Уходя, Микаэла ступала тяжелее, чем по дороге сюда.
Между тем в Штутгарте Никлас Пфефле упорно и хладнокровно действовал в пользу своего господина. Крупные суммы текли к разным сановникам и судейским чинам. Так как герцог-регент отдал приказ точно установить, какое имущество является бесспорной, законно приобретенной собственностью Зюсса, и это имущество сохранить в неприкосновенности, то секретарь мог распоряжаться большими средствами.
Драгоценные камни, вазы, ковры перешли в виде подарков из дома Зюсса к влиятельным членам парламента, к придворным и государственным чинам, которые официально не имели ничего общего с процессом, но тем большее давление могли оказать косвенным путем.
А среди еврейства, нарастая, распространяясь, шла молва: «Он спас реб Иезекииля Зелигмана из Фрейденталя, он протянул руку свою и охранил евреев на берегах Неккара и на берегах Рейна. А ныне объединились сыны Эдома и все богоотступники и напали на него. Слишком велик был он по их разумению, слишком ярким блеском озарял еврейство. И вот они напали на него, как Аман-богоотступник, Аман – библейский персонаж, любимец и министр персидского царя Артаксеркса и заклятый враг евреев.
и хотят убить его. Выручайте и спасайте реб Иозефа Зюсса Оппенгеймера, что был добрым евреем и во времена блеска своего простирал руку над всем еврейством, дабы защитить его».
И молились и постились в молельнях, и хлопотали в канцеляриях и кабинетах министров, и собирали деньги, много денег, все больше денег, огромное количество денег отдавали в руки реб Исаака Симона Ландауера, гоффактора и доброго еврея, который был назначен от раввинов и общин всеми силами, средствами и хитростями защитить впавшего в несчастие реб Иозефа Зюсса Оппенгеймера, спасителя Израиля от великих бед. А у Исаака Ландауера, на тот случай, если вюртембержцы осмелятся осудить Зюсса, был в запасе план, не то чтобы очень хитрый, но смелый. Для этого плана ему требовалось много денег, несметное количество денег. И несметное количество денег текло в его кассы, звонкой монетой, векселями, обязательствами, от малоимущих по малу, от многоимущих по многу, изо всех стран, из всех общин, от евреев со всего света.

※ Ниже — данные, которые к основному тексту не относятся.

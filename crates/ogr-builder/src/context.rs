//! Per-build inputs.
//!
//! Everything a single build needs besides the attribute graph and the
//! registry: the reader configuration, the document origin, the fallback
//! title and the namespaces declared by the document. A context is owned
//! by one build, so concurrent builds never share an origin.

use ogr_core::ReaderConfig;
use ogr_schema::ProcessContext;

/// Inputs of one build.
#[derive(Debug, Clone, Default, PartialEq, Eq)]
pub struct BuildContext {
    pub config: ReaderConfig,
    /// Source URL of the document.
    pub origin: Option<String>,
    /// Page title used when `og:title` is missing and title synthesis is on.
    pub fallback_title: Option<String>,
    /// Namespaces declared by the document's `prefix` attribute.
    pub declared_namespaces: Vec<String>,
}

impl BuildContext {
    pub fn new(config: ReaderConfig) -> Self {
        Self {
            config,
            ..Self::default()
        }
    }

    pub fn with_origin(mut self, origin: impl Into<String>) -> Self {
        self.origin = Some(origin.into());
        self
    }

    pub fn with_fallback_title(mut self, title: impl Into<String>) -> Self {
        self.fallback_title = Some(title.into());
        self
    }

    pub fn with_declared_namespaces<I, S>(mut self, namespaces: I) -> Self
    where
        I: IntoIterator<Item = S>,
        S: Into<String>,
    {
        self.declared_namespaces = namespaces.into_iter().map(Into::into).collect();
        self
    }

    /// The view handed to type processors.
    pub fn process_context(&self) -> ProcessContext<'_> {
        ProcessContext::new(&self.config).with_origin(self.origin.as_deref())
    }

    pub fn declares(&self, namespace: &str) -> bool {
        self.declared_namespaces.iter().any(|n| n == namespace)
    }
}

Иоганн-Даниэль Гарпрехт сидел у себя в библиотеке и работал. Герцог-регент не утвердил приговора комиссии, приказал пока что держать его в тайне и послал ему, Гарпрехту, на рассмотрение приговор вместе со всем относящимся к делу огромным следственным материалом.
Угрюмо сидел старик. Наступила четвертая зима с тех пор, как он дал заключение по делу Иезекииля Зелигмана и против воли спас вонючего жида. Гложущие черви отвалились и попрятались, самые жирные, откормленные, что клубком свивались наверху, обезврежены: один – герцог – мертв, а другой – еврей – лежит поверженный, и от него, Гарпрехта, зависит раздавить червя. Ох, как много успели они обглодать с тех пор. Он, Гарпрехт, был тогда крепким мужчиной, а теперь он по их милости стал стариком, много земель, лесов и пашен, и человеческих жизней и человеческих душ источено и загублено по их милости, и мальчик его, Михаэль, тронут червоточиной и чистая, нежная Элизабет-Саломея Гетц, по их милости, пошла по рукам. И хоть теперь гадов вспугнули и они попрятались, все равно они воротятся, как возвращались всегда, и старое здание рухнет окончательно. А он тут сидит и судит, правое ли дело раздавить этого гложущего вредоносного червя.
Пришел Бильфингер. Он теперь, по существу, был правителем государства, честным, неподкупным правителем, он трудился как вол и небезуспешно. Работа шла ему на пользу, грузный, полнокровный мужчина с виду был на десять лет моложе Гарпрехта, своего сверстника.
– Как дела, друг и брат мой? – спросил он, бросив взгляд на груду документов. – Похоже это на историю с евреем Иезекиилем? – медленно и неохотно добавил он.
За окном густыми хлопьями падал снег. В комнате было очень тихо, рядом слышались шаги молодого Михаэля Коппенгефера.
– Да, друг и брат мой, – сказал Гарпрехт, – очень похоже. Формально, с точки зрения уголовного права, обвинение недостаточно обоснованно.
Бильфингер перелистал бумаги, разделил на стопки, сложил вновь.
– А нельзя ли, друг и брат мой, – сказал он немного погодя, – нельзя ли принять во внимание, что в конституционном государстве Вюртемберг он разрешал себе немало отступлений от законов конституции? Так пусть не посетует, если ради него отступят от законов правосудия.
– Это можно принять во внимание, – отвечал Гарпрехт. – Только не мне. А герцогу.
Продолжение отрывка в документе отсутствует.